Le Brent franchit les 71 dollars alors que le marché se concentre sur les risques liés au détroit d'Hormuz

Le Brent franchit les 71 dollars alors que le marché se concentre sur les risques liés au détroit d'Hormuz
Sayantan Sarkar
19 févr. 2026, 06:58 AM

Le contrat d'avril pour le pétrole Brent brut a franchi les 71 dollars le baril jeudi pour la première fois en plus de trois semaines. 

Les tensions géopolitiques se sont intensifiées alors que les États‑Unis et l'Iran ont intensifié leurs activités militaires au Moyen-Orient, région qui abrite plus de la moitié des réserves mondiales de pétrole. 

Dans les échanges en Asie jeudi, les prix du pétrole avaient légèrement reculé, puis regagné de l'élan à la hausse. 

Les prix du pétrole grimpent face aux tensions géopolitiques

Le contrat d'avril pour le pétrole Brent sur l'Intercontinental Exchange était à 70,55 dollars le baril, en hausse de 0,3 %.

Le contrat avait atteint 71,41 dollars le baril, son niveau le plus élevé depuis le 29 janvier.

Pendant ce temps, le prix du pétrole brut West Texas Intermediate était à 65,29 dollars le baril, en hausse de 0,4 % par rapport à la clôture précédente. 

Les prix du pétrole ont enregistré des gains d'environ 5 % lors de la séance précédente, déclenchés par une déclaration du vice-président américain JD Vance, qui a indiqué que la récente série de pourparlers n'avait pas réussi à traiter les « lignes rouges » établies par les États‑Unis.

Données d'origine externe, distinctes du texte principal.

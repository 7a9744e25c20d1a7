//! Audit-trail correlation.
//!
//! Discord does not say who deleted a message, kicked a member or moved someone out of a voice
//! channel. The correlator asks the guild audit trail for the most recent entry of the matching
//! action and accepts its author only if the entry targets the same subject and was created
//! within the action's tolerance window. Anything else (lookup error, timeout, no entry, stale
//! entry, different target) yields [`Actor::Unknown`], never a guess.

use crate::errors::Result;
use chrono::{DateTime, Utc};
use std::{fmt, future::Future, time::Duration};

/// Milliseconds between the Unix epoch and the Discord epoch (2015-01-01)
const DISCORD_EPOCH_MS: u64 = 1_420_070_400_000;

/// Default upper bound on a single audit-trail lookup
pub const DEFAULT_LOOKUP_TIMEOUT: Duration = Duration::from_secs(3);

/// Audit-trail action types the correlator looks up.
#[derive(Debug, Clone, Copy, PartialEq, Eq, Hash)]
pub enum AuditAction {
    /// Single message deleted by someone other than the author
    MessageDelete,
    /// Bulk message delete
    MessageBulkDelete,
    /// Member kicked
    MemberKick,
    /// Member banned
    MemberBanAdd,
    /// Member unbanned
    MemberBanRemove,
    /// Member edited (timeout, nickname)
    MemberUpdate,
    /// Member roles changed
    MemberRoleUpdate,
    /// Member moved between voice channels
    MemberMove,
    /// Member disconnected from voice
    MemberDisconnect,
    /// Role created
    RoleCreate,
    /// Role edited
    RoleUpdate,
    /// Role deleted
    RoleDelete,
    /// Channel created
    ChannelCreate,
    /// Channel edited
    ChannelUpdate,
    /// Channel deleted
    ChannelDelete,
}

impl AuditAction {
    /// How old a matching entry may be and still count.
    #[must_use]
    pub const fn window(self) -> Duration {
        match self {
            Self::MemberKick => Duration::from_secs(10),
            _ => Duration::from_secs(5),
        }
    }
}

/// What the event is about, for matching against the entry's target.
#[derive(Debug, Clone, Copy, PartialEq, Eq)]
pub enum Subject {
    /// Entry must target this id (user, role or channel)
    Id(u64),
    /// Entries for this action carry no target; match on time alone
    Untargeted,
}

/// The fields of an audit-trail entry the correlator needs.
#[derive(Debug, Clone, PartialEq, Eq)]
pub struct AuditRecord {
    /// Who performed the action
    pub actor_id: u64,
    /// What it was performed on
    pub target_id: Option<u64>,
    /// When the entry was created
    pub created_at: DateTime<Utc>,
    /// Reason given by the moderator
    pub reason: Option<String>,
}

/// Source of audit-trail entries. Implemented for the serenity HTTP client in the bot layer.
pub trait AuditTrail {
    /// Most recent entry of `action` in `guild_id`, if any.
    fn latest(
        &self,
        guild_id: u64,
        action: AuditAction,
    ) -> impl Future<Output = Result<Option<AuditRecord>>> + Send;
}

/// Who performed an action.
#[derive(Debug, Clone, Copy, PartialEq, Eq)]
pub enum Actor {
    /// A known user
    User(u64),
    /// Attribution failed
    Unknown,
}

impl Actor {
    /// Literal shown when attribution fails
    pub const UNKNOWN: &'static str = "unknown";

    /// Renders the actor, using `fallback` text instead of [`Self::UNKNOWN`] when unattributed.
    #[must_use]
    pub fn mention_or(&self, fallback: &str) -> String {
        match self {
            Self::User(id) => format!("<@{id}>"),
            Self::Unknown => fallback.to_string(),
        }
    }
}

impl fmt::Display for Actor {
    fn fmt(&self, f: &mut fmt::Formatter<'_>) -> fmt::Result {
        match self {
            Self::User(id) => write!(f, "<@{id}>"),
            Self::Unknown => f.write_str(Self::UNKNOWN),
        }
    }
}

/// Result of a correlation.
#[derive(Debug, Clone, PartialEq, Eq)]
pub struct Attribution {
    /// Who did it
    pub actor: Actor,
    /// Reason from the matched entry
    pub reason: Option<String>,
}

impl Attribution {
    /// Unattributed result
    #[must_use]
    pub const fn unknown() -> Self {
        Self {
            actor: Actor::Unknown,
            reason: None,
        }
    }
}

/// Time encoded in a Discord snowflake.
#[must_use]
pub fn snowflake_time(id: u64) -> Option<DateTime<Utc>> {
    let millis = (id >> 22).checked_add(DISCORD_EPOCH_MS)?;
    DateTime::from_timestamp_millis(i64::try_from(millis).ok()?)
}

/// Whether `record` describes the event on `subject` that happened around `now`.
#[must_use]
pub fn matches(record: &AuditRecord, subject: Subject, now: DateTime<Utc>, window: Duration) -> bool {
    let targets_subject = match subject {
        Subject::Id(id) => record.target_id == Some(id),
        Subject::Untargeted => true,
    };

    let age_ms = (now - record.created_at).num_milliseconds().unsigned_abs();
    let within_window = u128::from(age_ms) <= window.as_millis();

    targets_subject && within_window
}

/// Attributes events to moderators through an [`AuditTrail`].
#[derive(Debug, Clone, Copy)]
pub struct AuditCorrelator {
    timeout: Duration,
}

impl Default for AuditCorrelator {
    fn default() -> Self {
        Self::with_timeout(DEFAULT_LOOKUP_TIMEOUT)
    }
}

impl AuditCorrelator {
    /// Correlator whose lookups give up after `timeout`
    #[must_use]
    pub const fn with_timeout(timeout: Duration) -> Self {
        Self { timeout }
    }

    /// Finds who performed `action` on `subject` in `guild_id` just before `now`.
    pub async fn attribute<T: AuditTrail>(
        &self,
        trail: &T,
        guild_id: u64,
        action: AuditAction,
        subject: Subject,
        now: DateTime<Utc>,
    ) -> Attribution {
        let record = match tokio::time::timeout(self.timeout, trail.latest(guild_id, action)).await
        {
            Ok(Ok(Some(record))) => record,
            Ok(Ok(None)) => return Attribution::unknown(),
            Ok(Err(e)) => {
                tracing::warn!("Audit lookup for {action:?} in guild {guild_id} failed: {e}");
                return Attribution::unknown();
            }
            Err(_) => {
                tracing::warn!("Audit lookup for {action:?} in guild {guild_id} timed out");
                return Attribution::unknown();
            }
        };

        if matches(&record, subject, now, action.window()) {
            Attribution {
                actor: Actor::User(record.actor_id),
                reason: record.reason,
            }
        } else {
            tracing::debug!(
                "Latest {action:?} entry in guild {guild_id} does not match {subject:?}"
            );
            Attribution::unknown()
        }
    }
}

#[cfg(test)]
mod tests {
    #![allow(clippy::unwrap_used)]
    use super::*;
    use crate::errors::Error;
    use chrono::TimeDelta;

    const GUILD: u64 = 1;
    const MODERATOR: u64 = 500;
    const VICTIM: u64 = 600;

    enum Fake {
        Entry(AuditRecord),
        Empty,
        Failing,
        Slow(AuditRecord),
    }

    impl AuditTrail for Fake {
        async fn latest(&self, _guild_id: u64, _action: AuditAction) -> Result<Option<AuditRecord>> {
            match self {
                Self::Entry(record) => Ok(Some(record.clone())),
                Self::Empty => Ok(None),
                Self::Failing => Err(Error::Config {
                    message: "missing VIEW_AUDIT_LOG".to_string(),
                }),
                Self::Slow(record) => {
                    tokio::time::sleep(Duration::from_millis(200)).await;
                    Ok(Some(record.clone()))
                }
            }
        }
    }

    fn record(target: Option<u64>, created_at: DateTime<Utc>) -> AuditRecord {
        AuditRecord {
            actor_id: MODERATOR,
            target_id: target,
            created_at,
            reason: Some("spam".to_string()),
        }
    }

    async fn attribute(trail: &Fake, action: AuditAction, subject: Subject, now: DateTime<Utc>) -> Actor {
        AuditCorrelator::with_timeout(Duration::from_millis(50))
            .attribute(trail, GUILD, action, subject, now)
            .await
            .actor
    }

    #[tokio::test]
    async fn test_recent_matching_entry_is_attributed() {
        let now = Utc::now();
        let trail = Fake::Entry(record(Some(VICTIM), now - TimeDelta::seconds(2)));

        let attribution = AuditCorrelator::default()
            .attribute(&trail, GUILD, AuditAction::MemberBanAdd, Subject::Id(VICTIM), now)
            .await;

        assert_eq!(attribution.actor, Actor::User(MODERATOR));
        assert_eq!(attribution.reason.as_deref(), Some("spam"));
    }

    #[tokio::test]
    async fn test_stale_entry_is_unknown() {
        let now = Utc::now();
        let trail = Fake::Entry(record(Some(VICTIM), now - TimeDelta::seconds(6)));

        let actor = attribute(&trail, AuditAction::MessageDelete, Subject::Id(VICTIM), now).await;
        assert_eq!(actor, Actor::Unknown, "an old entry must not be reused");
    }

    #[tokio::test]
    async fn test_kick_window_is_wider() {
        let now = Utc::now();
        let trail = Fake::Entry(record(Some(VICTIM), now - TimeDelta::seconds(8)));

        let kick = attribute(&trail, AuditAction::MemberKick, Subject::Id(VICTIM), now).await;
        assert_eq!(kick, Actor::User(MODERATOR));

        let ban = attribute(&trail, AuditAction::MemberBanAdd, Subject::Id(VICTIM), now).await;
        assert_eq!(ban, Actor::Unknown);
    }

    #[tokio::test]
    async fn test_different_target_is_unknown() {
        let now = Utc::now();
        let trail = Fake::Entry(record(Some(VICTIM + 1), now));

        let actor = attribute(&trail, AuditAction::MemberKick, Subject::Id(VICTIM), now).await;
        assert_eq!(actor, Actor::Unknown);
    }

    #[tokio::test]
    async fn test_untargeted_matches_on_time() {
        let now = Utc::now();
        let trail = Fake::Entry(record(None, now - TimeDelta::seconds(1)));

        let actor = attribute(&trail, AuditAction::MemberDisconnect, Subject::Untargeted, now).await;
        assert_eq!(actor, Actor::User(MODERATOR));
    }

    #[tokio::test]
    async fn test_failure_modes_are_unknown() {
        let now = Utc::now();

        let failing = attribute(&Fake::Failing, AuditAction::RoleCreate, Subject::Id(1), now).await;
        assert_eq!(failing, Actor::Unknown);

        let empty = attribute(&Fake::Empty, AuditAction::RoleCreate, Subject::Id(1), now).await;
        assert_eq!(empty, Actor::Unknown);

        let slow = Fake::Slow(record(Some(1), now));
        let timed_out = attribute(&slow, AuditAction::RoleCreate, Subject::Id(1), now).await;
        assert_eq!(timed_out, Actor::Unknown);
    }

    #[test]
    fn test_actor_display() {
        assert_eq!(Actor::User(5).to_string(), "<@5>");
        assert_eq!(Actor::Unknown.to_string(), "unknown");
        assert_eq!(Actor::Unknown.mention_or("nobody"), "nobody");
    }

    #[test]
    fn test_snowflake_time() {
        // Example id from the Discord developer docs
        let time = snowflake_time(175_928_847_299_117_063).unwrap();
        assert_eq!(time.timestamp_millis(), 1_462_015_105_796);
    }
}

De plus, l'anxiété du marché pétrolier a été fortement amplifiée par une déclaration publique et définitive du président Donald Trump, qui a explicitement déclaré que l'administration américaine « se réserve le droit d'utiliser la force militaire » si les efforts diplomatiques échouent.

Cette menace explicite d'action militaire, associée à la perception d'un échec diplomatique, a immédiatement introduit une prime de risque importante sur le marché pétrolier. 

Les opérateurs du marché ont perçu que ces développements augmentaient fortement la probabilité d'une perturbation d'approvisionnement en provenance du Moyen-Orient, une région essentielle à la production pétrolière mondiale.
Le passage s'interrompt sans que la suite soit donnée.